Exercise instructions: Exactly reproduce the lines from the top of the entries below through the line containing "use std::mem;", with both ends included.

[[ Exercise materials, beginning ]]

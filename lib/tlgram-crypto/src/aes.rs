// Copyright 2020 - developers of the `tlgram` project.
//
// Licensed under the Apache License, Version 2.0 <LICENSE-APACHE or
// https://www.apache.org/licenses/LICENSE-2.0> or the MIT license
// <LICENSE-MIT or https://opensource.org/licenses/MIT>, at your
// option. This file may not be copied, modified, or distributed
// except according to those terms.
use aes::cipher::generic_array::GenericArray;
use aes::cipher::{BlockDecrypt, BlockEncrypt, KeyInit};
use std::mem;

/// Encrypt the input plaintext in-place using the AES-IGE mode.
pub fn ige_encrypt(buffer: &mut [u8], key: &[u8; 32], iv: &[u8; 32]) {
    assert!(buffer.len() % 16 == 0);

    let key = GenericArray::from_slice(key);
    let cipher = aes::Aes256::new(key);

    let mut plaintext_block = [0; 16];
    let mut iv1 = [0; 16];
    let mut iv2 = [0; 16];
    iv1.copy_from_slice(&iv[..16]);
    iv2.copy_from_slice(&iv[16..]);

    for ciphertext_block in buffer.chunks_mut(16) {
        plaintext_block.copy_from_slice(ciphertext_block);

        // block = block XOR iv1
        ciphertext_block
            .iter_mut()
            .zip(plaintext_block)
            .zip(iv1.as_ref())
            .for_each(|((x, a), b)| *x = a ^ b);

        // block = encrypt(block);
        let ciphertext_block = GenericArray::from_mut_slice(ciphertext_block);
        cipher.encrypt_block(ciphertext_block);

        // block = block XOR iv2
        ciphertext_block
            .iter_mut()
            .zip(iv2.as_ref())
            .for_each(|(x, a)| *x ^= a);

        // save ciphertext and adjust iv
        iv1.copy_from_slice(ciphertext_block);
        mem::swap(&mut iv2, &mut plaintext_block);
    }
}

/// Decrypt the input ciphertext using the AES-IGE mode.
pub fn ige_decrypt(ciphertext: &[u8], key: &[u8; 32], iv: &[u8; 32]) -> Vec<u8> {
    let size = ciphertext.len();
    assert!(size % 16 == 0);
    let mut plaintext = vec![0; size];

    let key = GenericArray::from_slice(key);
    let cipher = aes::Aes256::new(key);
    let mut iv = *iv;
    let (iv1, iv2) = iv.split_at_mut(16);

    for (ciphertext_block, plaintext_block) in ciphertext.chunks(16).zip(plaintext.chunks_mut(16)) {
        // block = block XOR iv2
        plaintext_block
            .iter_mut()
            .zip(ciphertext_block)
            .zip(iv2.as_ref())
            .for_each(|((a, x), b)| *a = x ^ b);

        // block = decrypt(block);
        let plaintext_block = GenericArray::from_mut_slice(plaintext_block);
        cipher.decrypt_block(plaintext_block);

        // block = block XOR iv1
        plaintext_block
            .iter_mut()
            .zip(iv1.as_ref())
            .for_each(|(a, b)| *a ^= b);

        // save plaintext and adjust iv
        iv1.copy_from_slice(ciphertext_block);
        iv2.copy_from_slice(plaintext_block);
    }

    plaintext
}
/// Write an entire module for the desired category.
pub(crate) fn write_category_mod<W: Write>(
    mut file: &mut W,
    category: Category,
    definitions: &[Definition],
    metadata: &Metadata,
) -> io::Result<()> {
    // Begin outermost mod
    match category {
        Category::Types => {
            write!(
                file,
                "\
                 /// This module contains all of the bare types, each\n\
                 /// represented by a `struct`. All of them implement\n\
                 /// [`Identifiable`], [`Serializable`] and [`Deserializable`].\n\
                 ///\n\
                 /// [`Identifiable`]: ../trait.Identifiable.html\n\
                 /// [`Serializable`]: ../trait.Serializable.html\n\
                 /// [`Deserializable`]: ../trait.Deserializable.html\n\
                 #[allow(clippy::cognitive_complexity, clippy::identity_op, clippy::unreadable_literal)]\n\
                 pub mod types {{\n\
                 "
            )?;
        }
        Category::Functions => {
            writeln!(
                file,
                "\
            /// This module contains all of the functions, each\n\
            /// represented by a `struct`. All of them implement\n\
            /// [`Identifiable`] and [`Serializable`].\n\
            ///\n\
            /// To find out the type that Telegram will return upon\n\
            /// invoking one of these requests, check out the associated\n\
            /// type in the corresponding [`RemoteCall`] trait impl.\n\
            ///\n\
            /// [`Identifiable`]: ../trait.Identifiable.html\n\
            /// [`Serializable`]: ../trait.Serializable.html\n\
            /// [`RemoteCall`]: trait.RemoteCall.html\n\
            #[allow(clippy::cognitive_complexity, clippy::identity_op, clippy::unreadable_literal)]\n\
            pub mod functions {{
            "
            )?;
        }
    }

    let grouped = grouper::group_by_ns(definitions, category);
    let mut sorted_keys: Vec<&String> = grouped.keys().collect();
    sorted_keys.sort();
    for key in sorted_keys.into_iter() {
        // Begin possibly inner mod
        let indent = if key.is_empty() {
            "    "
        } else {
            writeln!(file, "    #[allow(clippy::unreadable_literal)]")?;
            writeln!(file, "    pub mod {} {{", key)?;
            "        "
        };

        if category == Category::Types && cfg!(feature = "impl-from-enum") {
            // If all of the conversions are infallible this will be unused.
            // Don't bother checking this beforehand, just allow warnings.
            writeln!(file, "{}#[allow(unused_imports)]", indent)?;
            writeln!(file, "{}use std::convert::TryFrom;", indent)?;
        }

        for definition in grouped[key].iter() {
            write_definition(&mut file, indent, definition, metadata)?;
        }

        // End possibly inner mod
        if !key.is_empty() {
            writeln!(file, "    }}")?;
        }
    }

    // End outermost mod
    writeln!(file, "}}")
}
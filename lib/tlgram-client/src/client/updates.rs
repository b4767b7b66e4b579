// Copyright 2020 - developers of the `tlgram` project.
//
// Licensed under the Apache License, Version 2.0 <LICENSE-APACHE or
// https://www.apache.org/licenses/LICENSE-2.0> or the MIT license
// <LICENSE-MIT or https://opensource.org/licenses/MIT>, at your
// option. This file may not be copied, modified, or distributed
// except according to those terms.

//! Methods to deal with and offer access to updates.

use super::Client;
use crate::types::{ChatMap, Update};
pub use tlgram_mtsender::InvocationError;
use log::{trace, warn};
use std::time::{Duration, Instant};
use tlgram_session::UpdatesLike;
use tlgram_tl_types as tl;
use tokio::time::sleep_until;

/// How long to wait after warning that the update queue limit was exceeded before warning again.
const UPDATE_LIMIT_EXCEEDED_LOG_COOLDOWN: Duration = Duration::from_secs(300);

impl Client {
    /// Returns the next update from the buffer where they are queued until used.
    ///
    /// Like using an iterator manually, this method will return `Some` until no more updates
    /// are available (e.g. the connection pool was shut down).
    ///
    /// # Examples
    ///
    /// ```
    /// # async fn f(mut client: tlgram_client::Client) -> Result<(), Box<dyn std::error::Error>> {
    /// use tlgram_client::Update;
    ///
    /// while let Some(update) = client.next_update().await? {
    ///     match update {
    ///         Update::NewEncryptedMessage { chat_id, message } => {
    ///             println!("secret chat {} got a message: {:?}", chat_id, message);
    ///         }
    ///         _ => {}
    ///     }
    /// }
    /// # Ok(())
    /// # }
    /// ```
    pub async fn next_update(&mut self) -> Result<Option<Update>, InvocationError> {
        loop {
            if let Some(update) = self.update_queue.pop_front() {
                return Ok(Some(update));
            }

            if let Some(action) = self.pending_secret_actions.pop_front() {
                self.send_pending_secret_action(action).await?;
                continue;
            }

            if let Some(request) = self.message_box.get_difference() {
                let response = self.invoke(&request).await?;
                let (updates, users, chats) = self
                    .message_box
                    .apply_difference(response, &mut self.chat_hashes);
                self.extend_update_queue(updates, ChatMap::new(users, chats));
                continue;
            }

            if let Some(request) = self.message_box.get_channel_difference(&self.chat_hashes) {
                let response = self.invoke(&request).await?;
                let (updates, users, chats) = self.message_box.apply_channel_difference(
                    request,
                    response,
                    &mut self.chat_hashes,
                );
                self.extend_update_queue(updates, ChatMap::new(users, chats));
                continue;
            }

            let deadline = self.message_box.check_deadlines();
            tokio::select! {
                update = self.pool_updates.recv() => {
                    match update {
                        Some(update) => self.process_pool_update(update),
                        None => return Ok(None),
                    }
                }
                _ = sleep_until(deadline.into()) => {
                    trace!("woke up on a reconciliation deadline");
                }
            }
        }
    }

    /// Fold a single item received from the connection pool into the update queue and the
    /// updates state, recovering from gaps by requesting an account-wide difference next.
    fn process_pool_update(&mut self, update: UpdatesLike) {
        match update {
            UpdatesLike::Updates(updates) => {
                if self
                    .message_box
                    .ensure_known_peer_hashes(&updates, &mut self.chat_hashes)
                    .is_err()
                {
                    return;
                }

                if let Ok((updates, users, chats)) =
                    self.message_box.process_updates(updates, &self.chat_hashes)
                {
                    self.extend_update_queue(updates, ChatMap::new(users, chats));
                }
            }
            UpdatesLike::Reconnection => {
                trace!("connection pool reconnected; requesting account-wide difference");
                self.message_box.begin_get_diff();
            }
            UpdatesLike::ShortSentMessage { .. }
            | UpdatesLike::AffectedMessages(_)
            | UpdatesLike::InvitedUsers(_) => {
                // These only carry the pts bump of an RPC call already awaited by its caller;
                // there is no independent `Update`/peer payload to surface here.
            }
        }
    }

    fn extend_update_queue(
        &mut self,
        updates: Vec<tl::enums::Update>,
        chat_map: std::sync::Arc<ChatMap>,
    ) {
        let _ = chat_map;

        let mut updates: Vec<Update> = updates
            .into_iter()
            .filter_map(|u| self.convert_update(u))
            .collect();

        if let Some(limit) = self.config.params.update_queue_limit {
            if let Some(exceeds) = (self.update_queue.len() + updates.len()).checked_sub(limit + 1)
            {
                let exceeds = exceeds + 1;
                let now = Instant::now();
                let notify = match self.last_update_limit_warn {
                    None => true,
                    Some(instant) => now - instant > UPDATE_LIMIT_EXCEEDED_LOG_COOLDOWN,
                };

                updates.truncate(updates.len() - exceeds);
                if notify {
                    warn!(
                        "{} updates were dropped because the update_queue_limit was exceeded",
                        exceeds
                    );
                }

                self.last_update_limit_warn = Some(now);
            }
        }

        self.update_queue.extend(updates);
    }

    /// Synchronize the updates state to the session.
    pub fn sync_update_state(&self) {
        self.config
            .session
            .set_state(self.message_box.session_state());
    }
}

[[ Exercise materials, end ]]

Your response:
filename lib/tlgram-crypto/src/aes.rs
// Copyright 2020 - developers of the `tlgram` project.
//
// Licensed under the Apache License, Version 2.0 <LICENSE-APACHE or
// https://www.apache.org/licenses/LICENSE-2.0> or the MIT license
// <LICENSE-MIT or https://opensource.org/licenses/MIT>, at your
// option. This file may not be copied, modified, or distributed
// except according to those terms.
use aes::cipher::generic_array::GenericArray;
use aes::cipher::{BlockDecrypt, BlockEncrypt, KeyInit};
use std::mem;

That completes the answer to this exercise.